What you have to do:
Give again only those lines from the start of the entries through the line holding "std::fs::write(path, contents)", leaving them as they are.

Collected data
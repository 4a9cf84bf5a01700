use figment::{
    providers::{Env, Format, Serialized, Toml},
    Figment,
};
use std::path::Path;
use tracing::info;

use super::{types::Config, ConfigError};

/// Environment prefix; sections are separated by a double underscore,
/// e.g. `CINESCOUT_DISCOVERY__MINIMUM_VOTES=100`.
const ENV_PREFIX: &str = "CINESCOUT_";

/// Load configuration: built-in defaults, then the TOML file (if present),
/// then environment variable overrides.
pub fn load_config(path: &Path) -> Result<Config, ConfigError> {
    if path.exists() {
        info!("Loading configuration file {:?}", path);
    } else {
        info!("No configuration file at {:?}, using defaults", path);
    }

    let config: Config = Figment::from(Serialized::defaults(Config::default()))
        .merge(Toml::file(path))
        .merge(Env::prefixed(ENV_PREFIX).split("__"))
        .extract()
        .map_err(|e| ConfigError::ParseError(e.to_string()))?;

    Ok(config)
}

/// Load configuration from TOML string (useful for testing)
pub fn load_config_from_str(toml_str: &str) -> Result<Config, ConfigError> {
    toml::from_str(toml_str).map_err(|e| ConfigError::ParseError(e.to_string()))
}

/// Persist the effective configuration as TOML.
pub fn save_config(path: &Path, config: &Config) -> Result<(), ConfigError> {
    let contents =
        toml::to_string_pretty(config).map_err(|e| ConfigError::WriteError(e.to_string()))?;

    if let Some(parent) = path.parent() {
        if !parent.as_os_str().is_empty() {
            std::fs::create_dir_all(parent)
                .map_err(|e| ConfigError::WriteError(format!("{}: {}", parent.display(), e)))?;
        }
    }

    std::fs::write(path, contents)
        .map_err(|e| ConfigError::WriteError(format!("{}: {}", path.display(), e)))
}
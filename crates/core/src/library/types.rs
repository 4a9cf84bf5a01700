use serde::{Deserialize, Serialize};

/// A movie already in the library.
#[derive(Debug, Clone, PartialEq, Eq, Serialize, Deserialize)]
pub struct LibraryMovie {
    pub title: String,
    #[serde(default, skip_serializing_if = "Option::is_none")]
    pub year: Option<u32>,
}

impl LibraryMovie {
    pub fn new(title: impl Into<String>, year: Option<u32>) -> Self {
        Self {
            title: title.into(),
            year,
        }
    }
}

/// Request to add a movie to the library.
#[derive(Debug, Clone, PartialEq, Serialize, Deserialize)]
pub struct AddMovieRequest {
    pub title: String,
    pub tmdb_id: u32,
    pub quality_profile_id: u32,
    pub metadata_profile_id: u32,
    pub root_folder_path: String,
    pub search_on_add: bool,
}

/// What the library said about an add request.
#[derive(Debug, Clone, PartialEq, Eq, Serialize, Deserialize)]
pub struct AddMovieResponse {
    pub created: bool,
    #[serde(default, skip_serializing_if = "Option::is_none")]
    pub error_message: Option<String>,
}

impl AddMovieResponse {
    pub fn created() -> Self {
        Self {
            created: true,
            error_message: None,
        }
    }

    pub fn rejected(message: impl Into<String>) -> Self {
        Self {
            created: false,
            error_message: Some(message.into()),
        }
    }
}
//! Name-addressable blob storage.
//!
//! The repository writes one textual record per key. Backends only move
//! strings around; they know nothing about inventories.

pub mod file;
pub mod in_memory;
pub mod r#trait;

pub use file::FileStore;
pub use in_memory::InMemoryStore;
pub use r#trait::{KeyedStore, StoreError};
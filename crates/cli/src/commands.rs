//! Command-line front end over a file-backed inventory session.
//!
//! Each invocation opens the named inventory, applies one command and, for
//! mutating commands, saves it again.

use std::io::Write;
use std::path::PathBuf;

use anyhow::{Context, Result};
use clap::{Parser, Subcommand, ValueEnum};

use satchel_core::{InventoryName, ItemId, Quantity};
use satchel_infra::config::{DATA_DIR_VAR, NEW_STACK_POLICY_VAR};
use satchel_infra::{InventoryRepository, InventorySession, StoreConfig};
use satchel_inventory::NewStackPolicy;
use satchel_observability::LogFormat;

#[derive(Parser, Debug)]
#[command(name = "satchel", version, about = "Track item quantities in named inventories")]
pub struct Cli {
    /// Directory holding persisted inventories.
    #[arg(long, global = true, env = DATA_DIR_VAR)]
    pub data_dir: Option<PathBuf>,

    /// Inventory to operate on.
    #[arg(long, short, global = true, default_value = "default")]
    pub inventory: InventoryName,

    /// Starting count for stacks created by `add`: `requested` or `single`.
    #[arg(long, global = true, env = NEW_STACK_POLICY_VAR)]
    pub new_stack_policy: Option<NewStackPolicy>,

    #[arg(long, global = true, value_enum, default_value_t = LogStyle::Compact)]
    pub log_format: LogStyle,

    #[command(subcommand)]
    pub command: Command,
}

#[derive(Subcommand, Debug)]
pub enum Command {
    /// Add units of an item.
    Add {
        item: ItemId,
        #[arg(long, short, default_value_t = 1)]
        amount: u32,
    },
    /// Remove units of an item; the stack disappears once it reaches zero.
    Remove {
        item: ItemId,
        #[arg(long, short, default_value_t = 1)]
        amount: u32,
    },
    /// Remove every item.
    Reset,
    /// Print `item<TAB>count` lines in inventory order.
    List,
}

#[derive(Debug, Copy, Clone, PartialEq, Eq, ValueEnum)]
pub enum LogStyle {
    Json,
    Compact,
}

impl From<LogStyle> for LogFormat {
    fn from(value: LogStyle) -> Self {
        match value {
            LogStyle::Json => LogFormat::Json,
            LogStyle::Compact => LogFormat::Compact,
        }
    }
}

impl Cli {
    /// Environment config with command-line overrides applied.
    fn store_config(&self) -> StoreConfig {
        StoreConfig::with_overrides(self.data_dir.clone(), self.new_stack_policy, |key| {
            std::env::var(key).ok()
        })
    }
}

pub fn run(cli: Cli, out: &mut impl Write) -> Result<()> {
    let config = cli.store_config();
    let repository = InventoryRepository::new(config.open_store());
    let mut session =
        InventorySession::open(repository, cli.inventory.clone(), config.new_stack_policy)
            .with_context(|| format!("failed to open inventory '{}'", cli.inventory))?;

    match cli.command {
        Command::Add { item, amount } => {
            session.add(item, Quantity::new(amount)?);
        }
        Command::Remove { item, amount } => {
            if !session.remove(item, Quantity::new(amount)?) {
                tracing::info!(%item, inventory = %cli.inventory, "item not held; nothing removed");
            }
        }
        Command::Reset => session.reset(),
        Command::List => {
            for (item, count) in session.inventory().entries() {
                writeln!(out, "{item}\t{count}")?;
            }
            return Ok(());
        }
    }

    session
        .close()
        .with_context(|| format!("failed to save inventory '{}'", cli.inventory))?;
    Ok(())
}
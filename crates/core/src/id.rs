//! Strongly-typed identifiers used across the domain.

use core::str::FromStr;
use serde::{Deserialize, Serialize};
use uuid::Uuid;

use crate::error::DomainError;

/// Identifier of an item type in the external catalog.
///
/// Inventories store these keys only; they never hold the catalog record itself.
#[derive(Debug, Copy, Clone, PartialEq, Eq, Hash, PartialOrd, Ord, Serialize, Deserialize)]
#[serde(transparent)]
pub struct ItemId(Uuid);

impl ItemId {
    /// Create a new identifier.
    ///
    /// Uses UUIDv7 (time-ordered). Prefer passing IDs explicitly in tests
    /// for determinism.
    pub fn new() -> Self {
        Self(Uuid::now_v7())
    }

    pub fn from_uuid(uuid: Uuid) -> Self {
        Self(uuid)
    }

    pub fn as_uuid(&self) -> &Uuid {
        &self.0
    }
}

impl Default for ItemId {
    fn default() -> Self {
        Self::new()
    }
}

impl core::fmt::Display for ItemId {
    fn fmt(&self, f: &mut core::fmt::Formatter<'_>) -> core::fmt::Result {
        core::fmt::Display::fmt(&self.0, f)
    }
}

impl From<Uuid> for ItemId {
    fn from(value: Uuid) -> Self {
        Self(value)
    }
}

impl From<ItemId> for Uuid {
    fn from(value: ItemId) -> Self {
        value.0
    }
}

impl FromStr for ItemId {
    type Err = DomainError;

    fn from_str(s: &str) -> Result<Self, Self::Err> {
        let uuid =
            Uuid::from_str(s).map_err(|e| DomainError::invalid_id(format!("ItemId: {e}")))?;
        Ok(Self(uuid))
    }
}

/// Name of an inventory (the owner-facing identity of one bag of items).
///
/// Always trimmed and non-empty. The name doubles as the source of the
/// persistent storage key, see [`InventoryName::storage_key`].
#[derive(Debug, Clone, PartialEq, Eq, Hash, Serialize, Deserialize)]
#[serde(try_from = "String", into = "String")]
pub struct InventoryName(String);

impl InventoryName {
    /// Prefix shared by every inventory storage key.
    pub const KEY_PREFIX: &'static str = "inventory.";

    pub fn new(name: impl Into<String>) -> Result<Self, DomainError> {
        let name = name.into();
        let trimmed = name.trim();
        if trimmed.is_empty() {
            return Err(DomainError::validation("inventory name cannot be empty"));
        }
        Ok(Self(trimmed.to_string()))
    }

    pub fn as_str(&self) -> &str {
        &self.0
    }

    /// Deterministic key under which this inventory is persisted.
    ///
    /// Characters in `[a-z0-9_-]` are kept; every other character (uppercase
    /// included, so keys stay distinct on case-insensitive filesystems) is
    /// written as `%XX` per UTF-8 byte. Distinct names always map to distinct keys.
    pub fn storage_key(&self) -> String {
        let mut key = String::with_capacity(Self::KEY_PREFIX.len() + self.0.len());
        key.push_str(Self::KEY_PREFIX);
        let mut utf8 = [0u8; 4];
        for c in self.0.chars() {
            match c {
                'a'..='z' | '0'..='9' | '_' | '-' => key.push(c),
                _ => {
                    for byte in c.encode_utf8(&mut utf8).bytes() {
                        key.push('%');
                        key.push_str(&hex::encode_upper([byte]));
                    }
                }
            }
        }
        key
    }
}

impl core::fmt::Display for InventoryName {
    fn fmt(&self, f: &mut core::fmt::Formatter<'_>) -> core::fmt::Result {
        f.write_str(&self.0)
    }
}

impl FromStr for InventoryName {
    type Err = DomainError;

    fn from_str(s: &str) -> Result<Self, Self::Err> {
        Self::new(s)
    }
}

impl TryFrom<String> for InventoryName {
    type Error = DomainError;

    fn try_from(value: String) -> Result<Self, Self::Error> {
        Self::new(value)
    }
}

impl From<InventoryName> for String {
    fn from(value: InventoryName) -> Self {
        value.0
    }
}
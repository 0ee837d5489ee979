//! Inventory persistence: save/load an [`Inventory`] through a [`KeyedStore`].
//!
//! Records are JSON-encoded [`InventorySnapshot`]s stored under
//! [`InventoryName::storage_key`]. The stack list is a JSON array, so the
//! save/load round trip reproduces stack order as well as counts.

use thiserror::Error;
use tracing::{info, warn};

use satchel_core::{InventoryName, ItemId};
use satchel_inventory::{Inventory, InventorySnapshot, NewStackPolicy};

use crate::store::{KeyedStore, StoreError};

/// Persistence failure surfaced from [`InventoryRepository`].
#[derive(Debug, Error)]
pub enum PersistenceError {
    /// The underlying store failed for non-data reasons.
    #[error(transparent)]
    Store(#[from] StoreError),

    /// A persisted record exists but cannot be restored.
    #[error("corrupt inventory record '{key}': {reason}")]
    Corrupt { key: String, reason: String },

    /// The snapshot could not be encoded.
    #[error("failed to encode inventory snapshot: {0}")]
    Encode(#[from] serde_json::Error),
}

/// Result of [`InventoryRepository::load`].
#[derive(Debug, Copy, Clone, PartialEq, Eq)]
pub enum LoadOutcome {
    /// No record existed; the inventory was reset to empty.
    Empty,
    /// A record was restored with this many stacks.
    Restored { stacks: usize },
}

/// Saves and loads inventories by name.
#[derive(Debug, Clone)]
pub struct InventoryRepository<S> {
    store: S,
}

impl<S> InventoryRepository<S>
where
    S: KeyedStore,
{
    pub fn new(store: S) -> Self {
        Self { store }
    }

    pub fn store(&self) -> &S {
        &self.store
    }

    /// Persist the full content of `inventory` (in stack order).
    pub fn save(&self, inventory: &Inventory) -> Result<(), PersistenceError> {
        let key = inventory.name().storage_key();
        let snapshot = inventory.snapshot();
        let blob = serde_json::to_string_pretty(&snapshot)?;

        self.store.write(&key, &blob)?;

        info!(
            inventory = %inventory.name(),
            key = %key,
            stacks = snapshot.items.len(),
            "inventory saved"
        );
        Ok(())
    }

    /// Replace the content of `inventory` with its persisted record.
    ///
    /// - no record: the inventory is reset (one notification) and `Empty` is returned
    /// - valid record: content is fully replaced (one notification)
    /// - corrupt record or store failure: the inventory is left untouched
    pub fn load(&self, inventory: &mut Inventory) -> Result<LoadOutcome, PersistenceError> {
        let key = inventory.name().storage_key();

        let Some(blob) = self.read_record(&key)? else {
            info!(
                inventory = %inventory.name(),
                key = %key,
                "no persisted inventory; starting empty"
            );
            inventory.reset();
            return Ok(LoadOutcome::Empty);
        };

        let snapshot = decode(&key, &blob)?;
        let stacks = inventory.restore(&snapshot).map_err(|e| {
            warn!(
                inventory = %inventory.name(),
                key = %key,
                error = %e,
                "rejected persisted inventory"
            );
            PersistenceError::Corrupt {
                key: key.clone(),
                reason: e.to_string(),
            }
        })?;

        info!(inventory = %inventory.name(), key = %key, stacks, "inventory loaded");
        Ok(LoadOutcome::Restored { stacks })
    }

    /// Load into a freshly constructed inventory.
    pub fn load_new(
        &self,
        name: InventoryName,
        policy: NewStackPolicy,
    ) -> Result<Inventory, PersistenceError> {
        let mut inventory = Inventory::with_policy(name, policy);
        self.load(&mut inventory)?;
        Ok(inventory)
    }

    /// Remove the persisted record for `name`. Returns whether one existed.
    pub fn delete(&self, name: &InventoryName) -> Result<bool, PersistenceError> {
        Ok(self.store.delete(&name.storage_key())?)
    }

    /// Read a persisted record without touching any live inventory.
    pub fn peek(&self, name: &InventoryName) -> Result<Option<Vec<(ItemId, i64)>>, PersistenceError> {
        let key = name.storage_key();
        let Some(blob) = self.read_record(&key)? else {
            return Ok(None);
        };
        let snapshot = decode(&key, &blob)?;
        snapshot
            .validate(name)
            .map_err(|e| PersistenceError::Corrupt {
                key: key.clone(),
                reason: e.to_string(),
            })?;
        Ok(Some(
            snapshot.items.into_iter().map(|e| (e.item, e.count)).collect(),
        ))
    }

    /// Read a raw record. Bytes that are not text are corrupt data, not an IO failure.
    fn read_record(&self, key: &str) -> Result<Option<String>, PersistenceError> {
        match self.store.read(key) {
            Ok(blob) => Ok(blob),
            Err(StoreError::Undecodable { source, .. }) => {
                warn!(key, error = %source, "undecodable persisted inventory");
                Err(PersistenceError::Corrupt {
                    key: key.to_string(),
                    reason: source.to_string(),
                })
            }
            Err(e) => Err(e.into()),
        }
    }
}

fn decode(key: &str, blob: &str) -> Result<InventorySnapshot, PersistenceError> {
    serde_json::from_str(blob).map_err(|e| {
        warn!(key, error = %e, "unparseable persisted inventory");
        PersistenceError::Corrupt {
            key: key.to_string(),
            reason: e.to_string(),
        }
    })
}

Answer for the task:
repository 4a9cf84bf5a01700
use figment::{
    providers::{Env, Format, Serialized, Toml},
    Figment,
};
use std::path::Path;
use tracing::info;

use super::{types::Config, ConfigError};

/// Environment prefix; sections are separated by a double underscore,
/// e.g. `CINESCOUT_DISCOVERY__MINIMUM_VOTES=100`.
const ENV_PREFIX: &str = "CINESCOUT_";

/// Load configuration: built-in defaults, then the TOML file (if present),
/// then environment variable overrides.
pub fn load_config(path: &Path) -> Result<Config, ConfigError> {
    if path.exists() {
        info!("Loading configuration file {:?}", path);
    } else {
        info!("No configuration file at {:?}, using defaults", path);
    }

    let config: Config = Figment::from(Serialized::defaults(Config::default()))
        .merge(Toml::file(path))
        .merge(Env::prefixed(ENV_PREFIX).split("__"))
        .extract()
        .map_err(|e| ConfigError::ParseError(e.to_string()))?;

    Ok(config)
}

/// Load configuration from TOML string (useful for testing)
pub fn load_config_from_str(toml_str: &str) -> Result<Config, ConfigError> {
    toml::from_str(toml_str).map_err(|e| ConfigError::ParseError(e.to_string()))
}

/// Persist the effective configuration as TOML.
pub fn save_config(path: &Path, config: &Config) -> Result<(), ConfigError> {
    let contents =
        toml::to_string_pretty(config).map_err(|e| ConfigError::WriteError(e.to_string()))?;

    if let Some(parent) = path.parent() {
        if !parent.as_os_str().is_empty() {
            std::fs::create_dir_all(parent)
                .map_err(|e| ConfigError::WriteError(format!("{}: {}", parent.display(), e)))?;
        }
    }

    std::fs::write(path, contents)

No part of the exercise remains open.